„Zukunftsbranchen in Baden-Württemberg“ und die Frage wie man Innovationen und Wirtschaftswachstum nach Corona erreichen könne, waren Thema bei einer live aus dem Nieferner Kulturbahnhof übertragenen Diskussionsveranstaltung, zu der der FDP-Landtagsabgeordnete und Vorsitzende des Wirtschaftsausschusses des Landtags Prof. Dr. Erik Schweickert eingeladen hatte. Zu den Diskutanten gehörten neben ihm noch der FDP-Spitzenkandidat Dr. Hans-Ulrich Rülke, der ehemalige Motorsport-Chef von Mercedes Benz Norbert Haug, der ehemalige Vorstandsvorsitzende der Volkswagen AG Matthias Müller, sowie der ehemalige Vorstandsvorsitzende der Celesio AG Dr. Fritz Oesterle. Moderiert wurde die Diskussion von Johanna Hasting.
Einigkeit bestand unter allen Anwesenden darin, dass die Schaffung einer Gründerkultur, die Förderung von Start-ups und nicht zuletzt der Bürokratieabbau wichtige Bausteine für die Zukunft der baden-württembergischen Wirtschaft sein würden. So mangele es an einer Kultur des Scheiterns, wie es sie beispielsweise in den USA gebe. So ziehe man dort positive Erkenntnisse aus gescheiterten Gründungsversuchen und erhalte bereits Anerkennung für den Versuch, während man in Deutschland häufig noch immer als Verlierer gesehen werde, wenn eine Gründung scheitere, erklärte Fritz Oesterle. Ex-VW-Chef Matthias Müller bemängelte, dass man in Deutschland Wochen für die Gründung eines Start-ups brauche, während es anderswo innerhalb weniger Stunden möglich sei. Zustimmung erhielten die beiden Wirtschaftsmanager dabei von politischer Seite. So müsse die Politik die Rahmenbedingungen deutlich verbessern und insbesondere die überbordende Bürokratie abbauen. „Wir brauchen weniger Einschränkungen durch Gesetze und mehr Flexibilität. Das kostet praktisch nichts, bringt aber große Multiplikatoreffekte“, so Erik Schweickert.
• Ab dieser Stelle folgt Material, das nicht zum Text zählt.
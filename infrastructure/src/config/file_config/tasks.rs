//! Task definitions from TOML (`[[tasks]]` array)

use super::responders::parse_class;
use serde::{Deserialize, Serialize};
use swarm_domain::{ConfigIssue, ConfigIssueCode, ResponderClass, Severity, TaskDefinition};

/// One task definition from TOML
///
/// # Example
///
/// ```toml
/// [[tasks]]
/// name = "analysis"
/// description = "Analyze a document"
/// required_capabilities = ["reasoning", "analysis"]
/// class = "large"
/// ```
#[derive(Debug, Clone, PartialEq, Serialize, Deserialize)]
#[serde(default)]
pub struct FileTaskDefinition {
    pub name: String,
    pub description: Option<String>,
    pub required_capabilities: Vec<String>,
    pub class: String,
}

impl Default for FileTaskDefinition {
    fn default() -> Self {
        Self {
            name: String::new(),
            description: None,
            required_capabilities: Vec::new(),
            class: ResponderClass::Large.to_string(),
        }
    }
}

impl FileTaskDefinition {
    /// Convert into a domain task definition, collecting issues.
    pub fn to_definition(&self, index: usize) -> (Option<TaskDefinition>, Vec<ConfigIssue>) {
        let mut issues = Vec::new();

        if self.name.trim().is_empty() {
            issues.push(ConfigIssue {
                severity: Severity::Error,
                code: ConfigIssueCode::EmptyTaskName { index },
                message: format!("tasks[{}]: task name cannot be empty", index),
            });
            return (None, issues);
        }

        let (class, class_issues) = parse_class(&format!("tasks[{}].class", index), &self.class);
        issues.extend(class_issues);

        let mut definition = TaskDefinition::new(self.name.trim(), class)
            .with_required_capabilities(self.required_capabilities.iter().cloned());
        if let Some(description) = &self.description {
            definition = definition.with_description(description.clone());
        }

        (Some(definition), issues)
    }
}

#[cfg(test)]
mod tests {
    use super::*;

    #[test]
    fn test_deserialize_task() {
        let toml_str = r#"
[[tasks]]
name = "analysis"
required_capabilities = ["reasoning", "analysis"]
class = "Large"
"#;
        let config: super::super::FileConfig = toml::from_str(toml_str).unwrap();
        let (definition, issues) = config.tasks[0].to_definition(0);
        let definition = definition.unwrap();

        assert!(issues.is_empty());
        assert_eq!(definition.name, "analysis");
        assert_eq!(definition.class, ResponderClass::Large);
        assert_eq!(definition.required_capabilities.len(), 2);
        assert!(definition.description.is_none());
    }

    #[test]
    fn test_empty_name_is_dropped() {
        let entry = FileTaskDefinition::default();
        let (definition, issues) = entry.to_definition(3);
        assert!(definition.is_none());
        assert_eq!(issues[0].code, ConfigIssueCode::EmptyTaskName { index: 3 });
    }
}
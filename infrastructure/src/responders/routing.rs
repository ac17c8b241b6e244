use super::ResponderAdapter;
use async_trait::async_trait;
use std::collections::HashMap;
use std::sync::Arc;
use swarm_application::ports::responder_gateway::{GatewayError, ResponderGateway, ResponderReply};
use swarm_domain::{Provider, ResponderProfile};
use tracing::debug;

pub struct RoutingGateway {
    adapters: Vec<Arc<dyn ResponderAdapter>>,
    /// Provider to adapter index; the first adapter registered for a provider wins
    routes: HashMap<Provider, usize>,
    default_adapter: Option<Arc<dyn ResponderAdapter>>,
}

impl RoutingGateway {
    pub fn new(adapters: Vec<Arc<dyn ResponderAdapter>>) -> Self {
        let mut routes = HashMap::new();
        for (idx, adapter) in adapters.iter().enumerate() {
            if let Some(provider) = adapter.provider() {
                routes.entry(provider.clone()).or_insert(idx);
            }
        }

        Self {
            adapters,
            routes,
            default_adapter: None,
        }
    }

    /// Adapter used for providers without a dedicated one
    pub fn with_default(mut self, adapter: Arc<dyn ResponderAdapter>) -> Self {
        self.default_adapter = Some(adapter);
        self
    }

    /// Routing priority:
    ///  1. the adapter registered for the profile's provider
    ///  2. the default adapter
    ///  3. otherwise `GatewayError::ProviderNotAvailable`
    fn resolve_adapter(&self, provider: &Provider) -> Result<&dyn ResponderAdapter, GatewayError> {
        if let Some(&idx) = self.routes.get(provider) {
            return Ok(self.adapters[idx].as_ref());
        }

        self.default_adapter
            .as_deref()
            .ok_or_else(|| GatewayError::ProviderNotAvailable(provider.clone()))
    }
}

#[async_trait]
impl ResponderGateway for RoutingGateway {
    async fn invoke(
        &self,
        profile: &ResponderProfile,
        input: &str,
    ) -> Result<ResponderReply, GatewayError> {
        let adapter = self.resolve_adapter(&profile.provider)?;
        debug!("Routing {} to adapter", profile.provider);
        adapter.invoke(profile, input).await
    }
}

#[cfg(test)]
mod tests {
    use super::*;
    use swarm_domain::ResponderClass;

    // -- Mock ResponderAdapter -------------------------------------------------

    struct MockAdapter {
        provider: Option<Provider>,
        label: &'static str,
    }

    impl MockAdapter {
        fn new(provider: Provider, label: &'static str) -> Arc<dyn ResponderAdapter> {
            Arc::new(Self {
                provider: Some(provider),
                label,
            })
        }

        fn any(label: &'static str) -> Arc<dyn ResponderAdapter> {
            Arc::new(Self {
                provider: None,
                label,
            })
        }
    }

    #[async_trait]
    impl ResponderAdapter for MockAdapter {
        fn provider(&self) -> Option<&Provider> {
            self.provider.as_ref()
        }

        async fn invoke(
            &self,
            _profile: &ResponderProfile,
            _input: &str,
        ) -> Result<ResponderReply, GatewayError> {
            Ok(ResponderReply::new(self.label, 1.0))
        }
    }

    fn profile(provider: Provider) -> ResponderProfile {
        ResponderProfile::new(provider, ResponderClass::Large)
    }

    // -- resolve_adapter routing priority tests --------------------------------

    #[tokio::test]
    async fn routes_to_provider_adapter() {
        let gw = RoutingGateway::new(vec![
            MockAdapter::new(Provider::OpenAi, "openai"),
            MockAdapter::new(Provider::Anthropic, "anthropic"),
        ]);

        let reply = gw.invoke(&profile(Provider::Anthropic), "q").await.unwrap();
        assert_eq!(reply.text, "anthropic");
    }

    #[tokio::test]
    async fn first_adapter_for_provider_wins() {
        let gw = RoutingGateway::new(vec![
            MockAdapter::new(Provider::OpenAi, "first"),
            MockAdapter::new(Provider::OpenAi, "second"),
        ]);

        let reply = gw.invoke(&profile(Provider::OpenAi), "q").await.unwrap();
        assert_eq!(reply.text, "first");
    }

    #[tokio::test]
    async fn dedicated_adapter_beats_default() {
        let gw = RoutingGateway::new(vec![MockAdapter::new(Provider::Google, "google")])
            .with_default(MockAdapter::any("default"));

        let reply = gw.invoke(&profile(Provider::Google), "q").await.unwrap();
        assert_eq!(reply.text, "google");

        let reply = gw.invoke(&profile(Provider::Together), "q").await.unwrap();
        assert_eq!(reply.text, "default");
    }

    #[tokio::test]
    async fn unknown_provider_without_default_is_not_available() {
        let gw = RoutingGateway::new(vec![MockAdapter::new(Provider::OpenAi, "openai")]);

        let result = gw.invoke(&profile(Provider::from("mistral")), "q").await;
        assert_eq!(
            result,
            Err(GatewayError::ProviderNotAvailable(Provider::from("mistral")))
        );
    }

    #[test]
    fn catch_all_adapters_are_not_routed() {
        let gw = RoutingGateway::new(vec![MockAdapter::any("any")]);
        assert!(gw.routes.is_empty());
    }
}
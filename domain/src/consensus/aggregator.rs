//! Reconciles divergent answers into one answer with confidence and agreement

use super::cluster::{ResultCluster, cluster_successes};
use super::outcome::{ResponderOutcome, ResponderSuccess, successes};
use crate::core::error::SwarmError;
use serde::{Deserialize, Serialize};

/// Which rule produced the final answer
#[derive(Debug, Clone, Copy, PartialEq, Eq, Serialize, Deserialize)]
#[serde(rename_all = "snake_case")]
pub enum ConsensusPath {
    /// The best cluster reached the agreement threshold
    Consensus,
    /// No cluster did; the single most confident answer was used
    Fallback,
}

impl ConsensusPath {
    pub fn is_consensus(&self) -> bool {
        matches!(self, ConsensusPath::Consensus)
    }
}

impl std::fmt::Display for ConsensusPath {
    fn fmt(&self, f: &mut std::fmt::Formatter<'_>) -> std::fmt::Result {
        match self {
            ConsensusPath::Consensus => write!(f, "consensus"),
            ConsensusPath::Fallback => write!(f, "fallback"),
        }
    }
}

/// The aggregated answer for one task
#[derive(Debug, Clone, PartialEq)]
pub struct AggregatedAnswer {
    pub text: String,
    /// Within [0, 1]
    pub confidence: f64,
    /// Within [0, 1]; `1 / successes` on the fallback path
    pub agreement: f64,
    pub path: ConsensusPath,
    /// Number of distinct answers found
    pub clusters: usize,
}

/// Similarity-based voting over responder outcomes
///
/// # Example
///
/// ```
/// use swarm_domain::{ConsensusAggregator, ConsensusPath, Provider, ResponderOutcome};
///
/// let outcomes = vec![
///     ResponderOutcome::success(Provider::OpenAi, "Rust is a safe lang.", 0.8),
///     ResponderOutcome::success(Provider::Anthropic, "Rust is a safe lang!", 0.9),
/// ];
/// let answer = ConsensusAggregator::aggregate(&outcomes, 0.6).unwrap();
///
/// assert_eq!(answer.path, ConsensusPath::Consensus);
/// assert_eq!(answer.agreement, 1.0);
/// assert_eq!(answer.text, "Rust is a safe lang.");
/// ```
pub struct ConsensusAggregator;

impl ConsensusAggregator {
    /// Aggregate `outcomes` (in the order the executor returned them).
    ///
    /// Failures are ignored. Fails with
    /// [`SwarmError::NoSuccessfulOutcomes`] when nothing succeeded.
    pub fn aggregate(
        outcomes: &[ResponderOutcome],
        agreement_threshold: f64,
    ) -> Result<AggregatedAnswer, SwarmError> {
        let answers = successes(outcomes);
        if answers.is_empty() {
            return Err(SwarmError::NoSuccessfulOutcomes {
                attempted: outcomes.len(),
            });
        }

        let clusters = cluster_successes(&answers);
        let best = Self::best_cluster(&clusters);
        let agreement = best.len() as f64 / answers.len() as f64;

        if agreement >= agreement_threshold {
            return Ok(AggregatedAnswer {
                text: best.representative().text.clone(),
                confidence: best.combined_confidence(),
                agreement,
                path: ConsensusPath::Consensus,
                clusters: clusters.len(),
            });
        }

        let most_confident = Self::most_confident(&answers);
        Ok(AggregatedAnswer {
            text: most_confident.text.clone(),
            confidence: most_confident.confidence,
            agreement: 1.0 / answers.len() as f64,
            path: ConsensusPath::Fallback,
            clusters: clusters.len(),
        })
    }

    /// Highest mean confidence; the earliest-formed cluster wins ties.
    fn best_cluster<'c, 'a>(clusters: &'c [ResultCluster<'a>]) -> &'c ResultCluster<'a> {
        let mut best = &clusters[0];
        for cluster in &clusters[1..] {
            if cluster.combined_confidence() > best.combined_confidence() {
                best = cluster;
            }
        }
        best
    }

    /// Highest individual confidence; the first encountered wins ties.
    fn most_confident<'a>(answers: &[&'a ResponderSuccess]) -> &'a ResponderSuccess {
        let mut best = answers[0];
        for &answer in &answers[1..] {
            if answer.confidence > best.confidence {
                best = answer;
            }
        }
        best
    }
}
Gerade für Start-ups sei es beispielsweise sinnvoll, statt täglicher Höchstarbeitszeiten Wochenarbeitszeiten einzuführen. „Gebt den Unternehmen und Beschäftigten die Möglichkeit, zu machen wofür Sie brennen!“, stimmte auch Norbert Haug in den Tenor ein. So könnten Unternehmen und ganze Branchen nach vorne gebracht werden.
Auch die Frage, welche Branchen in Zukunft von besonderer Bedeutung sein würden, kam selbstverständlich zur Sprache. Neben der Digitalisierung als grundsätzlich wichtigem Baustein wurden dabei die auch bisher schon bedeutende Automobilindustrie und die zuletzt schlagartig ins Rampenlicht getretene Gesundheits- und Biotech-Branche ausgemacht. Auch hier müsse die Politik jedoch die richtigen Rahmenbedingungen setzen, hatte Haug direkt zu Beginn betont. Er sei kein „Verbrenner-Freak“, aber das Problem sei „der Saft, der reinkommt“. Zustimmung erhielt er dabei von Hans-Ulrich Rülke, der sich wie Haug für eine deutlich stärkere Förderung von E-Fuels und Wasserstoff aussprach. Allerdings sei Baden-Württemberg kein guter Standort für Windkraft. Vielmehr müsse man erneuerbare Energien dort produzieren wo dies kostengünstig und leicht möglich sei. „Baden-Württemberg muss sich auf seine Stärken konzentrieren und nicht Windräder im windarmen Schwarzwald bauen. Man darf die Menschen nicht umerziehen wollen, sondern muss intelligente Lösungen finden, um schließlich auch die Wertschöpfung im Land zu erhalten“, so Rülke.